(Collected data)
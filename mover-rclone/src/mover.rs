use async_trait::async_trait;
use core_api::{JobSpec, JobVolume, Object, ResourceSpec};
use core_mover::{
    data_mount, DataVolume, JobProgress, Mover, MoverContext, MoverJob, MoverResult, Result,
    DATA_MOUNT_PATH,
};
use core_provision::Role;
use std::collections::BTreeMap;
use std::fmt;
use std::time::Duration;
use tracing::{debug, instrument};

use crate::MOVER_NAME;

const CONFIG_MOUNT_PATH: &str = "/rclone-config";

/// Which way the bytes flow for this side.
#[derive(Debug, Clone, Copy, PartialEq, Eq)]
pub enum Direction {
    /// Data volume to remote.
    Push,
    /// Remote to data volume.
    Pull,
}

impl fmt::Display for Direction {
    fn fmt(&self, f: &mut fmt::Formatter<'_>) -> fmt::Result {
        match self {
            Direction::Push => f.write_str("source"),
            Direction::Pull => f.write_str("destination"),
        }
    }
}

/// Validated remote location.
#[derive(Debug, Clone, PartialEq, Eq)]
pub struct RcloneTarget {
    pub config_secret: String,
    pub config_section: String,
    pub dest_path: String,
}

impl RcloneTarget {
    /// `section:path` as rclone addresses it.
    pub fn remote(&self) -> String {
        format!("{}:{}", self.config_section, self.dest_path)
    }
}

pub struct RcloneMover<O: ResourceSpec> {
    job: MoverJob<O>,
    direction: Direction,
    data: DataVolume,
    target: RcloneTarget,
    image: String,
    backoff_limit: u32,
    poll_interval: Duration,
}

impl<O: ResourceSpec> RcloneMover<O> {
    pub fn new(
        ctx: &MoverContext,
        owner: &Object<O>,
        role: Role,
        direction: Direction,
        data: DataVolume,
        target: RcloneTarget,
    ) -> Self {
        Self {
            job: MoverJob::new(ctx, owner, MOVER_NAME, role),
            direction,
            data,
            target,
            image: ctx.images.rclone.clone(),
            backoff_limit: ctx.job_backoff_limit,
            poll_interval: ctx.poll_interval,
        }
    }

    fn job_spec(&self, service_account: String) -> JobSpec {
        let env = BTreeMap::from([
            ("DIRECTION".to_string(), self.direction.to_string()),
            ("RCLONE_CONFIG".to_string(), format!("{}/rclone.conf", CONFIG_MOUNT_PATH)),
            ("RCLONE_CONFIG_SECTION".to_string(), self.target.config_section.clone()),
            ("RCLONE_DEST_PATH".to_string(), self.target.dest_path.clone()),
            ("MOUNT_PATH".to_string(), DATA_MOUNT_PATH.to_string()),
        ]);

        JobSpec {
            image: self.image.clone(),
            command: vec!["/mover-rclone/active.sh".to_string()],
            env,
            volumes: vec![
                data_mount(&self.data),
                JobVolume::secret("rclone-secret", &self.target.config_secret, CONFIG_MOUNT_PATH),
            ],
            service_account_name: service_account,
            backoff_limit: self.backoff_limit,
            parallelism: 1,
        }
    }
}

#[async_trait]
impl<O: ResourceSpec> Mover for RcloneMover<O> {
    fn name(&self) -> &str {
        MOVER_NAME
    }

    #[instrument(skip(self), fields(job = %self.job.name(), direction = %self.direction))]
    async fn synchronize(&self) -> Result<MoverResult> {
        let service_account = self.job.ensure_service_account().await?;
        debug!(remote = %self.target.remote(), "Running rclone sync");

        match self.job.run(self.job_spec(service_account)).await? {
            JobProgress::Succeeded => Ok(MoverResult::completed()),
            JobProgress::Running => Ok(MoverResult::in_progress(self.poll_interval)),
        }
    }

    async fn cleanup(&self) -> Result<()> {
        self.job.remove().await
    }
}

#[cfg(test)]
mod tests {
    use super::*;
    use bridge_memory::InMemoryObjectStore;
    use bridge_traits::SystemClock;
    use core_api::{Client, JobStatus, ReplicationDestinationSpec};
    use core_provision::Provisioner;
    use core_runtime::config::MoverImages;
    use std::sync::Arc;

    #[tokio::test]
    async fn test_pull_job() {
        let client = Client::new(Arc::new(InMemoryObjectStore::new()));
        let ctx = MoverContext {
            provisioner: Provisioner::new(client.clone()),
            clock: Arc::new(SystemClock),
            cycle_id: "c9".to_string(),
            images: MoverImages::default(),
            job_backoff_limit: 2,
            poll_interval: Duration::from_secs(5),
            paused: false,
        };
        let owner = client
            .create(&Object::new(
                "default",
                "db",
                ReplicationDestinationSpec {
                    mover: MOVER_NAME.to_string(),
                    ..Default::default()
                },
            ))
            .await
            .unwrap();

        let target = RcloneTarget {
            config_secret: "rclone-conf".to_string(),
            config_section: "s3".to_string(),
            dest_path: "bucket/db".to_string(),
        };
        let mover = RcloneMover::new(
            &ctx,
            &owner,
            Role::Destination,
            Direction::Pull,
            DataVolume::writable("volrep-dst-db"),
            target,
        );

        assert!(!mover.synchronize().await.unwrap().complete);

        let mut job = client
            .get::<JobSpec>("default", "volrep-rclone-dst-db-c9")
            .await
            .unwrap()
            .unwrap();
        assert_eq!(job.spec.image, MoverImages::default().rclone);
        assert_eq!(job.spec.env["DIRECTION"], "destination");
        assert_eq!(job.spec.env["RCLONE_CONFIG_SECTION"], "s3");
        assert!(job
            .spec
            .volumes
            .iter()
            .any(|v| v.secret_name.as_deref() == Some("rclone-conf")));

        job.status = JobStatus {
            failed: 3,
            ..Default::default()
        };
        client.update_status(&job).await.unwrap();
        let err = mover.synchronize().await.unwrap_err();
        assert_eq!(err.reason(), "JobFailed");

        mover.cleanup().await.unwrap();
    }
}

** Exercise requirements **
Nothing but the lines from the start of the data above through the line with "impl fmt::Display for" should appear in your answer, copied exactly.

** Solution for this exercise **
filename mover-rclone/src/mover.rs
use async_trait::async_trait;
use core_api::{JobSpec, JobVolume, Object, ResourceSpec};
use core_mover::{
    data_mount, DataVolume, JobProgress, Mover, MoverContext, MoverJob, MoverResult, Result,
    DATA_MOUNT_PATH,
};
use core_provision::Role;
use std::collections::BTreeMap;
use std::fmt;
use std::time::Duration;
use tracing::{debug, instrument};

use crate::MOVER_NAME;

const CONFIG_MOUNT_PATH: &str = "/rclone-config";

/// Which way the bytes flow for this side.
#[derive(Debug, Clone, Copy, PartialEq, Eq)]
pub enum Direction {
    /// Data volume to remote.
    Push,
    /// Remote to data volume.
    Pull,
}

impl fmt::Display for Direction {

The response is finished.